La notizia è pressoché certa, anche se resta ancora nascosta nei conciliaboli tra gli uomini di governo. Nell’anno in corso la crescita economica sarà negativa. Nella migliore delle ipotesi sarà zero. Siamo, dunque, all’inizio di una recessione. Il crollo della produzione industriale (nel primo trimestre è inferiore alla media del 2007) ne è uno degli indicatori più forti. È vero che in tutta Europa la crescita economica rallenta in conseguenza delle turbolenze dei mercati finanziari, ma è altrettanto vero che in quasi tutti i Paesi della zona-euro è al di sopra dell’1,5 per cento, con la Spagna che supera il 2 per cento.

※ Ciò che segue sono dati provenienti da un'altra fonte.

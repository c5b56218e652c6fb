//! Errors surfaced by the CLI, mapped to the exit codes documented for the control surface
//! (spec.md §6 "Exit codes: 0 ok, 1 broker unreachable, 2 invalid arguments").

#[derive(Debug, thiserror::Error)]
pub enum CliError {
    #[error(transparent)]
    Broker(#[from] fabric_broker::BrokerError),

    #[error(transparent)]
    Queue(#[from] fabric_queue::QueueError),

    #[error(transparent)]
    Registry(#[from] fabric_registry::RegistryError),

    #[error(transparent)]
    Health(#[from] fabric_health::HealthError),

    #[error(transparent)]
    Metrics(#[from] fabric_metrics::MetricsError),

    #[error("invalid argument: {0}")]
    InvalidArgument(String),
}

impl CliError {
    /// Exit code for this error (spec.md §6).
    pub fn exit_code(&self) -> i32 {
        match self {
            CliError::Broker(_) => 1,
            CliError::Queue(fabric_queue::QueueError::Broker(_)) => 1,
            CliError::Registry(fabric_registry::RegistryError::Broker(_)) => 1,
            CliError::InvalidArgument(_) => 2,
            _ => 1,
        }
    }
}

pub type Result<T> = std::result::Result<T, CliError>;
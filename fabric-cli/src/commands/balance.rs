//! `fabric-cli balance`: run one load-balancing cycle and report the migrations made.
use fabric_context::Context;

use crate::error::Result;
use crate::fabric;

pub async fn run(ctx: &Context) -> Result<()> {
    let mut demo = fabric::demo(ctx).await?;
    let migrations = demo.balancer.run_cycle(ctx).await;

    if migrations.is_empty() {
        println!("no migrations: no worker is over the load threshold");
        return Ok(());
    }
    println!("{:<24} {:<24}", "FROM", "TO");
    for migration in migrations {
        println!("{:<24} {:<24}", migration.from_worker, migration.to_worker);
    }
    Ok(())
}
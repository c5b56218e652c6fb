//! Errors surfaced while sampling or publishing metrics.

#[derive(Debug, thiserror::Error)]
pub enum MetricsError {
    #[error(transparent)]
    Broker(#[from] fabric_broker::BrokerError),

    #[error(transparent)]
    Registry(#[from] fabric_registry::RegistryError),

    #[error("metric payload could not be (de)serialized: {0}")]
    Codec(#[from] serde_json::Error),
}

pub type Result<T> = std::result::Result<T, MetricsError>;
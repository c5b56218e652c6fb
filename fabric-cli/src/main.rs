//! Entry point: parse arguments, configure logging, dispatch to the selected command, and map
//! any error to the exit codes documented for the control surface (spec.md §6).
mod cli;
mod commands;
mod error;
mod fabric;
mod logging;

use clap::Parser;
use fabric_context::Context;

use crate::cli::Cli;
use crate::cli::Command;

#[tokio::main]
async fn main() {
    let args = Cli::parse();
    let logger = logging::configure(args.log_level.into());
    let ctx = Context::root(logger.clone()).build();

    let result = match args.command {
        Command::Balance => commands::balance::run(&ctx).await,
        Command::Status => commands::status::run(&ctx).await,
        Command::Report => commands::report::run(&ctx).await,
        Command::Recommend { file, prompt } => commands::recommend::run(&ctx, &file, &prompt).await,
    };

    if let Err(error) = result {
        slog::error!(logger, "Command failed"; "error" => %error);
        eprintln!("fabric-cli: {error}");
        std::process::exit(error.exit_code());
    }
}
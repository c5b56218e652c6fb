//! Errors reported by Inter-Worker Messaging.

#[derive(Debug, thiserror::Error)]
pub enum MessagingError {
    #[error(transparent)]
    Broker(#[from] fabric_broker::BrokerError),

    #[error("message payload could not be (de)serialized: {0}")]
    Codec(#[from] serde_json::Error),
}

pub type Result<T> = std::result::Result<T, MessagingError>;
//! The worker lifecycle state machine (spec.md §4.3, §9 redesign notes).
//!
//! The source expresses worker lifecycle with mixin/inheritance; this is replaced with a plain
//! enum and an explicit transition function, favouring a polymorphic capability set over an
//! inheritance hierarchy (spec.md §9 redesign notes).
use serde::Deserialize;
use serde::Serialize;

use crate::worker::HealthSignals;
use crate::worker::ResourceUsage;

#[derive(Clone, Copy, Debug, Eq, PartialEq, Serialize, Deserialize)]
#[serde(rename_all = "snake_case")]
pub enum WorkerState {
    Initializing,
    Active,
    Degraded,
    Critical,
    ShuttingDown,
    Deregistered,
}

impl WorkerState {
    pub fn is_terminal(&self) -> bool {
        matches!(self, WorkerState::Deregistered)
    }

    /// Whether a worker in this state is still excluded from selection (a stale worker is
    /// excluded regardless of state; this covers the states that are always unselectable).
    pub fn is_unselectable(&self) -> bool {
        matches!(
            self,
            WorkerState::Initializing | WorkerState::ShuttingDown | WorkerState::Deregistered
        )
    }
}

/// Thresholds driving the degraded/critical classification (spec.md §4.3).
#[derive(Clone, Copy, Debug, PartialEq, Serialize, Deserialize)]
pub struct HealthThresholds {
    pub degraded_failure_rate: f64,
    pub degraded_memory: f64,
    pub degraded_response_time_ms: f64,
    pub critical_failure_rate: f64,
    pub critical_memory: f64,
    pub critical_errors_per_minute: f64,
}

impl Default for HealthThresholds {
    fn default() -> Self {
        HealthThresholds {
            degraded_failure_rate: 0.10,
            degraded_memory: 0.70,
            degraded_response_time_ms: 5_000.0,
            critical_failure_rate: 0.25,
            critical_memory: 0.90,
            critical_errors_per_minute: 15.0,
        }
    }
}

/// Evaluate the health-driven component of the state machine: `active`, `degraded`, or
/// `critical`, given the current resource usage and health signals (spec.md §4.3).
pub fn classify_health(
    usage: &ResourceUsage,
    health: &HealthSignals,
    thresholds: &HealthThresholds,
) -> WorkerState {
    if health.failure_rate > thresholds.critical_failure_rate
        || usage.memory > thresholds.critical_memory
        || health.errors_per_minute >= thresholds.critical_errors_per_minute
    {
        return WorkerState::Critical;
    }
    if health.failure_rate > thresholds.degraded_failure_rate
        || usage.memory > thresholds.degraded_memory
        || usage.response_time_ms > thresholds.degraded_response_time_ms
    {
        return WorkerState::Degraded;
    }
    WorkerState::Active
}

/// Explicit transition function for the worker lifecycle.
///
/// `Initializing -> Active` happens once, on the first successful heartbeat. From `Active` the
/// health-driven states (`Active`/`Degraded`/`Critical`) move freely in either direction as
/// health changes. `ShuttingDown` and `Deregistered` are one-way and only reachable through an
/// explicit `begin_shutdown`/`deregister` call, never through health re-evaluation.
pub fn transition(current: WorkerState, requested: WorkerState) -> WorkerState {
    match (current, requested) {
        (WorkerState::ShuttingDown, WorkerState::Deregistered) => WorkerState::Deregistered,
        (WorkerState::ShuttingDown, _) => WorkerState::ShuttingDown,
        (WorkerState::Deregistered, _) => WorkerState::Deregistered,
        (_, WorkerState::ShuttingDown) => WorkerState::ShuttingDown,
        (_, WorkerState::Deregistered) => WorkerState::Deregistered,
        (WorkerState::Initializing, health_state) => health_state,
        (_, health_state) => health_state,
    }
}

#[cfg(test)]
mod tests {
    use super::*;

    #[test]
    fn classifies_critical_over_degraded() {
        let usage = ResourceUsage {
            memory: 0.95,
            ..Default::default()
        };
        let health = HealthSignals::default();
        let state = classify_health(&usage, &health, &HealthThresholds::default());
        assert_eq!(state, WorkerState::Critical);
    }

    #[test]
    fn classifies_degraded_on_response_time() {
        let usage = ResourceUsage {
            response_time_ms: 6_000.0,
            ..Default::default()
        };
        let health = HealthSignals::default();
        let state = classify_health(&usage, &health, &HealthThresholds::default());
        assert_eq!(state, WorkerState::Degraded);
    }

    #[test]
    fn shutting_down_is_sticky_until_deregistered() {
        let state = transition(WorkerState::ShuttingDown, WorkerState::Active);
        assert_eq!(state, WorkerState::ShuttingDown);
        let state = transition(state, WorkerState::Deregistered);
        assert_eq!(state, WorkerState::Deregistered);
    }

    #[test]
    fn deregistered_is_terminal() {
        let state = transition(WorkerState::Deregistered, WorkerState::Active);
        assert_eq!(state, WorkerState::Deregistered);
        assert!(state.is_terminal());
    }
}
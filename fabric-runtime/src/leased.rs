//! A leased task must be explicitly resolved; dropping one unresolved panics (grounded on
//! `tasks/src/worker/mod.rs`'s `Task<Q>`/`Drop`).
use fabric_context::Context;
use fabric_queue::Failure;
use fabric_queue::NackOutcome;
use fabric_queue::QueueManager;
use fabric_queue::Task;
use fabric_queue::TaskQueue;

/// Wraps a [`Task`] pulled off [`QueueManager::lease`], forcing the caller to resolve it via
/// [`LeasedTask::success`], [`LeasedTask::fail`] or [`LeasedTask::skip`] before it goes out of
/// scope. Unlike `tasks/src/worker/mod.rs`'s `Task<Q>`, resolution here is async (the queue manager's
/// ack/nack calls go over the broker), so `resolved` is flipped synchronously at the top of each
/// resolving method, before the first `.await` point, so a cancelled future still leaves the
/// guard satisfied rather than panicking on drop for a reason outside the caller's control.
pub struct LeasedTask<Q: TaskQueue> {
    task: Option<Task>,
    resolved: bool,
    queue: Q,
}

impl<Q: TaskQueue> LeasedTask<Q> {
    pub fn new(task: Task, queue: Q) -> LeasedTask<Q> {
        LeasedTask {
            task: Some(task),
            resolved: false,
            queue,
        }
    }

    pub fn task(&self) -> &Task {
        self.task.as_ref().expect("task taken only on resolution")
    }

    /// Hand the task back unresolved by the Queue Manager's normal ack/nack paths, for callers
    /// that must return it to the queue through a different route (spec.md §7 `CircuitOpen`:
    /// the task is requeued via [`fabric_queue::QueueManager::requeue_unchanged`] rather than
    /// acked or nacked, since the attempt never reached the Executor).
    pub fn into_inner_unresolved(mut self) -> Task {
        self.resolved = true;
        self.task.take().expect("task present until resolved")
    }

    /// Ack the task (spec.md §4.6 step 7).
    pub async fn success(mut self, ctx: &Context, manager: &QueueManager<Q>) -> fabric_queue::Result<bool> {
        self.resolved = true;
        let task = self.task.take().expect("task present until resolved");
        manager.ack(ctx, &self.queue, &task).await
    }

    /// Record a retryable failure: requeue unless attempts are exhausted (spec.md §4.6 step 8).
    pub async fn fail(
        mut self,
        ctx: &Context,
        manager: &QueueManager<Q>,
        error: impl Into<String>,
    ) -> fabric_queue::Result<NackOutcome> {
        self.resolved = true;
        let task = self.task.take().expect("task present until resolved");
        manager.nack(ctx, &self.queue, task, Failure::Transient, error).await
    }

    /// Record a non-retryable failure: move straight to the DLQ (spec.md §4.6 step 9).
    pub async fn skip(
        mut self,
        ctx: &Context,
        manager: &QueueManager<Q>,
        error: impl Into<String>,
    ) -> fabric_queue::Result<NackOutcome> {
        self.resolved = true;
        let task = self.task.take().expect("task present until resolved");
        manager.nack(ctx, &self.queue, task, Failure::Permanent, error).await
    }
}

impl<Q: TaskQueue> Drop for LeasedTask<Q> {
    fn drop(&mut self) {
        if !self.resolved {
            panic!("leased task must be acked, failed or skipped before it is dropped");
        }
    }
}

#[cfg(test)]
mod tests {
    use std::sync::Arc;

    use fabric_broker::MemoryBroker;
    use fabric_queue::Payload;
    use fabric_queue::QueueConfig;
    use fabric_queue::Task;

    use super::*;

    fn manager() -> QueueManager<String> {
        QueueManager::new(Arc::new(MemoryBroker::new()), QueueConfig::default())
    }

    fn payload() -> Payload {
        Payload {
            request: "summarize".to_string(),
            file: None,
            priority: Default::default(),
            capabilities: Default::default(),
            preferred_zone: None,
        }
    }

    #[test]
    #[should_panic(expected = "leased task must be acked, failed or skipped before it is dropped")]
    fn unresolved_task_panics_on_drop() {
        let task = Task::new("llm-default", payload());
        let _leased = LeasedTask::new(task, "llm-default".to_string());
    }

    #[tokio::test]
    async fn success_resolves_without_panicking() {
        let ctx = Context::fixture();
        let manager = manager();
        let task = manager.enqueue(&ctx, &"llm-default".to_string(), Task::new("llm-default", payload())).await.unwrap();
        let leased_task = manager.lease(&ctx, &"llm-default".to_string()).await.unwrap().unwrap();
        let leased = LeasedTask::new(leased_task, "llm-default".to_string());
        assert!(leased.success(&ctx, &manager).await.unwrap());
        let _ = task;
    }
}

Quanti oggi inneggiano alla riduzione del deficit di bilancio, risultato comunque importante, dimenticano di aggiungere che questo risultato è dovuto solo all’aumento della pressione fiscale che ha raggiunto, con buona pace di Vincenzo Visco, la punta record del 43,3 per cento. Sembra davvero la riproposizione di un vecchio adagio popolare secondo il quale l’intervento è riuscito ma l’ammalato è morto. Da tempo non riusciamo a far comprendere che l’unica azione virtuosa per risanare i conti pubblici è spingere sulla crescita economica. Quando sentiamo da Enrico Morando, l’estensore del programma del Partito democratico, che bisogna ridurre di mezzo punto la spesa primaria nel 2009 e di un punto l’anno nel biennio successivo, ci viene la pelle d’oca. Non perché siamo contrari alla riduzione della spesa primaria (bisogna salvare però la spesa in conto capitale), ma perché sappiamo bene che questo sarà possibile solo se l’economia italiana ingranerà la quarta, come si suol dire in gergo. Una riduzione della spesa pubblica, infatti, in presenza di una crescita zero o negativa accentua gli input recessivi con un avvitamento pericoloso che mette a rischio la coesione sociale.

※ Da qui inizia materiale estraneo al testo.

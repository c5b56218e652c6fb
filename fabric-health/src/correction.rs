//! Corrective actions and the bounded history buffer that records them (spec.md §4.8 "All
//! corrections are recorded; the history buffer is bounded").
use std::collections::VecDeque;

use chrono::DateTime;
use chrono::Utc;
use uuid::Uuid;

/// One auto-correction applied by the Health Monitor (spec.md §4.8 corrective action table).
#[derive(Clone, Debug)]
pub enum CorrectionAction {
    /// A stuck task was requeued to the head of its queue with `previouslyStuck=true`.
    RequeueStuck { task_id: Uuid },
    /// A `scale_up(queue)` command was published because of sustained high depth.
    ScaleUp { depth: usize },
    /// Pending tasks were migrated away from an overloaded queue during a redistribution pass.
    Redistribute { migrated: usize },
    /// A worker was flagged for an elevated recent failure count.
    FlagWorker { worker_id: String, recent_failures: usize },
    /// A dead-lettered task was moved back onto the main queue.
    DlqRetry { task_id: Uuid },
    /// A DLQ retry was attempted but rejected by the dampener or the hard cap.
    DlqRetryRejected { task_id: Uuid, reason: String },
}

impl CorrectionAction {
    pub fn kind(&self) -> &'static str {
        match self {
            CorrectionAction::RequeueStuck { .. } => "requeue_stuck",
            CorrectionAction::ScaleUp { .. } => "scale_up",
            CorrectionAction::Redistribute { .. } => "redistribute",
            CorrectionAction::FlagWorker { .. } => "flag_worker",
            CorrectionAction::DlqRetry { .. } => "dlq_retry",
            CorrectionAction::DlqRetryRejected { .. } => "dlq_retry_rejected",
        }
    }
}

/// A recorded correction, timestamped and scoped to the queue it was applied to.
#[derive(Clone, Debug)]
pub struct CorrectionRecord {
    pub queue: String,
    pub action: CorrectionAction,
    pub ts: DateTime<Utc>,
}

/// Fixed-capacity ring of recent corrections (spec.md "bounded (default 1000)"), following the
/// spec's redesign guidance ("in-process unbounded maps ... bounded ring ... with explicit
/// capacity; eviction on size or age") rather than an unbounded `Vec`.
pub struct History {
    entries: VecDeque<CorrectionRecord>,
    capacity: usize,
}

impl History {
    pub fn new(capacity: usize) -> History {
        History {
            entries: VecDeque::with_capacity(capacity.min(1024)),
            capacity,
        }
    }

    pub fn push(&mut self, queue: impl Into<String>, action: CorrectionAction) {
        if self.entries.len() >= self.capacity {
            self.entries.pop_front();
        }
        self.entries.push_back(CorrectionRecord {
            queue: queue.into(),
            action,
            ts: Utc::now(),
        });
    }

    pub fn len(&self) -> usize {
        self.entries.len()
    }

    pub fn is_empty(&self) -> bool {
        self.entries.is_empty()
    }

    pub fn iter(&self) -> impl Iterator<Item = &CorrectionRecord> {
        self.entries.iter()
    }
}

#[cfg(test)]
mod tests {
    use super::*;

    #[test]
    fn evicts_oldest_past_capacity() {
        let mut history = History::new(2);
        history.push("q1", CorrectionAction::ScaleUp { depth: 101 });
        history.push("q1", CorrectionAction::ScaleUp { depth: 102 });
        history.push("q1", CorrectionAction::ScaleUp { depth: 103 });
        assert_eq!(history.len(), 2);
        let kinds: Vec<&str> = history.iter().map(|record| record.action.kind()).collect();
        assert_eq!(kinds, vec!["scale_up", "scale_up"]);
    }
}
//! `SendDirect`/`Broadcast` and mailbox draining (spec.md §4.5).
use std::sync::Arc;

use chrono::Utc;
use fabric_broker::BrokerClient;
use fabric_context::Context;
use serde_json::Value;
use uuid::Uuid;

use crate::error::Result;
use crate::message::BroadcastMessage;
use crate::message::DirectedMessage;
use crate::message::MessagePriority;

/// Inter-worker messaging: per-worker mailboxes and transient broadcast channels.
///
/// No message is retried by messaging itself (spec.md §4.5): callers building collaboration
/// workflows on top (`coord_request`/`analysis_request`) own their own timeouts and retries.
pub struct Messaging {
    broker: Arc<dyn BrokerClient>,
}

impl Messaging {
    pub fn new(broker: Arc<dyn BrokerClient>) -> Messaging {
        Messaging { broker }
    }

    fn mailbox_key(worker_id: &str) -> String {
        format!("messages:{worker_id}")
    }

    fn wakeup_channel(worker_id: &str) -> String {
        format!("wakeup:{worker_id}")
    }

    fn broadcast_channel(channel: &str) -> String {
        format!("broadcast:{channel}")
    }

    /// Append a message to `to`'s mailbox and publish a wakeup (spec.md `SendDirect`).
    pub async fn send_direct(
        &self,
        ctx: &Context,
        from: &str,
        to: &str,
        message_type: impl Into<String>,
        payload: Value,
        priority: MessagePriority,
    ) -> Result<DirectedMessage> {
        let message = DirectedMessage {
            id: Uuid::new_v4(),
            from: from.to_string(),
            to: to.to_string(),
            message_type: message_type.into(),
            payload,
            priority,
            created_at: Utc::now(),
        };
        let blob = serde_json::to_value(&message)?;
        self.broker.enqueue_tail(&Self::mailbox_key(to), blob).await?;
        self.broker.publish(&Self::wakeup_channel(to), &message.id.to_string()).await?;
        slog::debug!(
            ctx.logger, "Sent directed message";
            "from" => from, "to" => to, "type" => %message.message_type,
        );
        Ok(message)
    }

    /// Publish-only broadcast on `broadcast:<channel>` (spec.md `Broadcast`).
    pub async fn broadcast(
        &self,
        ctx: &Context,
        from: &str,
        channel: &str,
        message_type: impl Into<String>,
        payload: Value,
    ) -> Result<BroadcastMessage> {
        let message = BroadcastMessage {
            id: Uuid::new_v4(),
            from: from.to_string(),
            channel: channel.to_string(),
            message_type: message_type.into(),
            payload,
            created_at: Utc::now(),
        };
        self.broker
            .publish(&Self::broadcast_channel(channel), &serde_json::to_string(&message)?)
            .await?;
        slog::debug!(ctx.logger, "Broadcast message"; "from" => from, "channel" => channel);
        Ok(message)
    }

    /// Subscribe to a broadcast channel.
    pub async fn subscribe_broadcast(
        &self,
        channel: &str,
    ) -> Result<tokio::sync::broadcast::Receiver<String>> {
        Ok(self.broker.subscribe(&Self::broadcast_channel(channel)).await?)
    }

    /// Subscribe to the wakeup channel for a worker's own mailbox.
    pub async fn subscribe_wakeup(
        &self,
        worker_id: &str,
    ) -> Result<tokio::sync::broadcast::Receiver<String>> {
        Ok(self.broker.subscribe(&Self::wakeup_channel(worker_id)).await?)
    }

    /// Number of undelivered messages in `worker_id`'s mailbox.
    pub async fn mailbox_len(&self, worker_id: &str) -> Result<usize> {
        Ok(self.broker.list_len(&Self::mailbox_key(worker_id)).await?)
    }

    /// Drain the oldest undelivered message from `worker_id`'s mailbox, in arrival order
    /// (spec.md "Messages are consumed in arrival order").
    ///
    /// Draining reuses the broker's atomic pop-push (`lease_head`) against a scratch processing
    /// list that is immediately acked, since a plain FIFO pop is not part of the broker's
    /// primitive set (spec.md §4.1) but is trivially composable from the two it does expose.
    pub async fn receive(&self, worker_id: &str) -> Result<Option<DirectedMessage>> {
        let mailbox = Self::mailbox_key(worker_id);
        let scratch = format!("-:mailbox-drain:{worker_id}");
        let Some(blob) = self.broker.lease_head(&mailbox, &scratch).await? else {
            return Ok(None);
        };
        self.broker.ack_from_processing(&scratch, &blob).await?;
        let message = serde_json::from_value(blob)?;
        Ok(Some(message))
    }
}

D’altro canto la storia si ripete. Negli anni ’96-99 la riduzione del deficit di 6 punti da parte del governo Prodi fu possibile solo per il calo internazionale dei tassi di interesse che fece risparmiare al Tesoro ben 5 punti di Pil. Fu in quella stagione che la crescita economica si appiattì e la produttività del lavoro crollò. Oggi che i tassi d’interesse sono in salita e la liquidità del sistema è in panne, l’economia italiana, già in affanno, sta naufragando. È sufficiente guardare la tabella che lo stesso ministero dell’Economia pubblica nella relazione inviata in Parlamento per leggere che nei prossimi anni, a politiche invariate, la striminzita crescita nel prossimo triennio oscillerà tra l’1,2 per cento e l’1,7 per cento. E sarà sostenuta esclusivamente dalla domanda interna, mentre il contributo delle esportazioni sarà pari allo zero. Siamo alla vigilia di tensioni sociali gravissime.

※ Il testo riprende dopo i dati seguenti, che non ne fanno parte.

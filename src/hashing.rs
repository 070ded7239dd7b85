//! Hashing - SHA-256 fingerprints for cards and rendered pixels
//!
//! Fingerprints cover a card's textual and mechanical attributes, never its
//! art bytes, so two placeholder-path runs with the same seed agree exactly.

use image::RgbaImage;
use serde::Serialize;
use serde_json::{to_string, Value};
use sha2::{Digest, Sha256};

use crate::card::Card;

/// Compute SHA-256 hash of bytes, return hex string
pub fn sha256_hex(data: &[u8]) -> String {
    hex::encode(sha256(data))
}

pub fn sha256(data: &[u8]) -> [u8; 32] {
    let mut hasher = Sha256::new();
    hasher.update(data);
    let mut digest = [0u8; 32];
    digest.copy_from_slice(&hasher.finalize());
    digest
}

/// Convert to canonical JSON (sorted keys, no whitespace)
pub fn canonical_json<T: Serialize>(value: &T) -> Result<String, serde_json::Error> {
    let v: Value = serde_json::to_value(value)?;
    let sorted = sort_value(&v);
    to_string(&sorted)
}

fn sort_value(v: &Value) -> Value {
    match v {
        Value::Object(map) => {
            let mut sorted: Vec<_> = map.iter().collect();
            sorted.sort_by(|a, b| a.0.cmp(b.0));
            let sorted_map: serde_json::Map<String, Value> = sorted
                .into_iter()
                .map(|(k, v)| (k.clone(), sort_value(v)))
                .collect();
            Value::Object(sorted_map)
        }
        Value::Array(arr) => Value::Array(arr.iter().map(sort_value).collect()),
        _ => v.clone(),
    }
}

/// Hex SHA-256 over the card's canonical JSON record.
pub fn card_fingerprint(card: &Card) -> Result<String, serde_json::Error> {
    let canonical = canonical_json(&card.record())?;
    Ok(sha256_hex(canonical.as_bytes()))
}

/// Hash of dimensions plus raw RGBA pixels.
pub fn image_digest(image: &RgbaImage) -> String {
    let mut hasher = Sha256::new();
    hasher.update(image.width().to_le_bytes());
    hasher.update(image.height().to_le_bytes());
    hasher.update(image.as_raw());
    hex::encode(hasher.finalize())
}

/// Platform-independent index into a list of `len` items keyed by `key`.
pub fn stable_index(key: &str, len: usize) -> usize {
    if len == 0 {
        return 0;
    }
    let digest = sha256(key.as_bytes());
    let mut prefix = [0u8; 8];
    prefix.copy_from_slice(&digest[..8]);
    (u64::from_be_bytes(prefix) % len as u64) as usize
}

mod hex {
    pub fn encode(bytes: impl AsRef<[u8]>) -> String {
        bytes.as_ref().iter().map(|b| format!("{:02x}", b)).collect()
    }
}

C’è bisogno, dunque, di una manovra di finanza straordinaria, come pure viene detto nel programma del Pdl, ma non per ridurre lo stock del debito accumulato, quanto per finanziare la crescita, mettendo così l’Italia sulla stessa lunghezza d’onda dei Paesi della zona-euro. È solo con la crescita, infatti, che si può stabilmente ridurre il debito oggi più alto di quello che c’era alla fine del 1991. I lettori sanno che da anni sosteniamo la bontà di questa scelta a sostegno della crescita e da anni abbiamo anche indicato l’unica strada possibile per attuarla, quella di reperire 25-30 miliardi di euro attraverso un grande spinoff degli immobili di proprietà dello Stato locati dalla pubblica amministrazione. Nel bilancio dello Stato queste risorse non ci sono e se qualcuno ha un’idea diversa, siamo pronti ad applaudirla e a farla nostra. Diversamente, davvero si parla al vento.

La recessione, ormai, non bussa solo alla porta. È già entrata nelle nostre case e rischia di devastare ancora di più la vita di milioni di famiglie che ballano già oggi sul baratro di una indigenza sino ad alcuni anni fa totalmente sconosciuta.